◆ **THE PROBLEM**: Start at the first line of the listing below. Write out each line exactly, stopping after the one that contains "pub async fn get(&self, id: &str)".

◆ **DATA**:

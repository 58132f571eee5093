//! # Payment Repository
//!
//! Payments and their items. Rows are written once, by the settlement
//! pipeline, and never updated (except `commission_payment_id` on payout).

use sqlx::{SqliteConnection, SqlitePool};
use tracing::debug;

use crate::error::DbResult;
use crate::repository::maybe_single;
use fade_core::{Payment, PaymentItem};

const COLUMNS: &str = "id, organization_id, appointment_id, client_id, barber_id, cash_register_id, \
                       subtotal_cents, discount_cents, discount_code, discount_reason, tip_cents, total_cents, \
                       service_commission_cents, product_commission_cents, commission_total_cents, method, \
                       idempotency_key, created_at";

pub(crate) const ITEM_COLUMNS: &str = "id, organization_id, payment_id, kind, service_id, product_id, barber_id, \
                                       description, quantity, unit_price_cents, total_cents, commission_bps, \
                                       commission_cents, commission_payment_id, created_at";

/// Repository for payments.
#[derive(Debug, Clone)]
pub struct PaymentRepository {
    pool: SqlitePool,
}

impl PaymentRepository {
    pub fn new(pool: SqlitePool) -> Self {
        PaymentRepository { pool }
    }

    pub async fn get(&self, id: &str) -> DbResult<Option<Payment>> {
        let sql = format!("SELECT {COLUMNS} FROM payments WHERE id = ?1");
        let payment = sqlx::query_as::<_, Payment>(&sql)
            .bind(id)
            .fetch_optional(&self.pool)
            .await?;
        Ok(payment)
    }

    pub async fn get_by_appointment(&self, appointment_id: &str) -> DbResult<Option<Payment>> {
        let mut conn = self.pool.acquire().await?;
        find_by_appointment(&mut conn, appointment_id).await
    }

    pub async fn get_by_idempotency_key(&self, key: &str) -> DbResult<Option<Payment>> {
        let mut conn = self.pool.acquire().await?;
        find_by_idempotency_key(&mut conn, key).await
    }

    /// Items of a payment, service line first.
    pub async fn items(&self, payment_id: &str) -> DbResult<Vec<PaymentItem>> {
        let sql = format!(
            "SELECT {ITEM_COLUMNS} FROM payment_items
             WHERE payment_id = ?1
             ORDER BY CASE kind WHEN 'service' THEN 0 ELSE 1 END, rowid"
        );
        let items = sqlx::query_as::<_, PaymentItem>(&sql)
            .bind(payment_id)
            .fetch_all(&self.pool)
            .await?;
        Ok(items)
    }

    /// Payments taken on a register, oldest first.
    pub async fn list_for_register(&self, register_id: &str) -> DbResult<Vec<Payment>> {
        let sql = format!(
            "SELECT {COLUMNS} FROM payments WHERE cash_register_id = ?1 ORDER BY julianday(created_at), rowid"
        );
        let payments = sqlx::query_as::<_, Payment>(&sql)
            .bind(register_id)
            .fetch_all(&self.pool)
            .await?;
        Ok(payments)
    }
}

pub(crate) async fn find_by_appointment(conn: &mut SqliteConnection, appointment_id: &str) -> DbResult<Option<Payment>> {
    let sql = format!("SELECT {COLUMNS} FROM payments WHERE appointment_id = ?1");
    let rows = sqlx::query_as::<_, Payment>(&sql)
        .bind(appointment_id)
        .fetch_all(&mut *conn)
        .await?;
    maybe_single(rows, "Payment")
}

pub(crate) async fn find_by_idempotency_key(conn: &mut SqliteConnection, key: &str) -> DbResult<Option<Payment>> {
    let sql = format!("SELECT {COLUMNS} FROM payments WHERE idempotency_key = ?1");
    let rows = sqlx::query_as::<_, Payment>(&sql)
        .bind(key)
        .fetch_all(&mut *conn)
        .await?;
    maybe_single(rows, "Payment")
}

pub(crate) async fn insert(conn: &mut SqliteConnection, payment: &Payment) -> DbResult<()> {
    debug!(id = %payment.id, appointment_id = %payment.appointment_id, total_cents = payment.total_cents, "Inserting payment");

    sqlx::query(
        "INSERT INTO payments (id, organization_id, appointment_id, client_id, barber_id, cash_register_id,
                               subtotal_cents, discount_cents, discount_code, discount_reason, tip_cents,
                               total_cents, service_commission_cents, product_commission_cents,
                               commission_total_cents, method, idempotency_key, created_at)
         VALUES (?1, ?2, ?3, ?4, ?5, ?6, ?7, ?8, ?9, ?10, ?11, ?12, ?13, ?14, ?15, ?16, ?17, ?18)",
    )
    .bind(&payment.id)
    .bind(&payment.organization_id)
    .bind(&payment.appointment_id)
    .bind(&payment.client_id)
    .bind(&payment.barber_id)
    .bind(&payment.cash_register_id)
    .bind(payment.subtotal_cents)
    .bind(payment.discount_cents)
    .bind(&payment.discount_code)
    .bind(&payment.discount_reason)
    .bind(payment.tip_cents)
    .bind(payment.total_cents)
    .bind(payment.service_commission_cents)
    .bind(payment.product_commission_cents)
    .bind(payment.commission_total_cents)
    .bind(payment.method)
    .bind(&payment.idempotency_key)
    .bind(payment.created_at)
    .execute(&mut *conn)
    .await?;

    Ok(())
}

pub(crate) async fn insert_item(conn: &mut SqliteConnection, item: &PaymentItem) -> DbResult<()> {
    debug!(id = %item.id, kind = %item.kind, total_cents = item.total_cents, "Inserting payment item");

    sqlx::query(
        "INSERT INTO payment_items (id, organization_id, payment_id, kind, service_id, product_id,
                                    barber_id, description, quantity, unit_price_cents, total_cents,
                                    commission_bps, commission_cents, commission_payment_id, created_at)
         VALUES (?1, ?2, ?3, ?4, ?5, ?6, ?7, ?8, ?9, ?10, ?11, ?12, ?13, ?14, ?15)",
    )
    .bind(&item.id)
    .bind(&item.organization_id)
    .bind(&item.payment_id)
    .bind(item.kind)
    .bind(&item.service_id)
    .bind(&item.product_id)
    .bind(&item.barber_id)
    .bind(&item.description)
    .bind(item.quantity)
    .bind(item.unit_price_cents)
    .bind(item.total_cents)
    .bind(item.commission_bps)
    .bind(item.commission_cents)
    .bind(&item.commission_payment_id)
    .bind(item.created_at)
    .execute(&mut *conn)
    .await?;

    Ok(())
}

◆ **WRITTEN REPLY**:
repository 58132f571eee5093
//! # Payment Repository
//!
//! Payments and their items. Rows are written once, by the settlement
//! pipeline, and never updated (except `commission_payment_id` on payout).

use sqlx::{SqliteConnection, SqlitePool};
use tracing::debug;

use crate::error::DbResult;
use crate::repository::maybe_single;
use fade_core::{Payment, PaymentItem};

const COLUMNS: &str = "id, organization_id, appointment_id, client_id, barber_id, cash_register_id, \
                       subtotal_cents, discount_cents, discount_code, discount_reason, tip_cents, total_cents, \
                       service_commission_cents, product_commission_cents, commission_total_cents, method, \
                       idempotency_key, created_at";

pub(crate) const ITEM_COLUMNS: &str = "id, organization_id, payment_id, kind, service_id, product_id, barber_id, \
                                       description, quantity, unit_price_cents, total_cents, commission_bps, \
                                       commission_cents, commission_payment_id, created_at";

/// Repository for payments.
#[derive(Debug, Clone)]
pub struct PaymentRepository {
    pool: SqlitePool,
}

impl PaymentRepository {
    pub fn new(pool: SqlitePool) -> Self {
        PaymentRepository { pool }
    }

    pub async fn get(&self, id: &str) -> DbResult<Option<Payment>> {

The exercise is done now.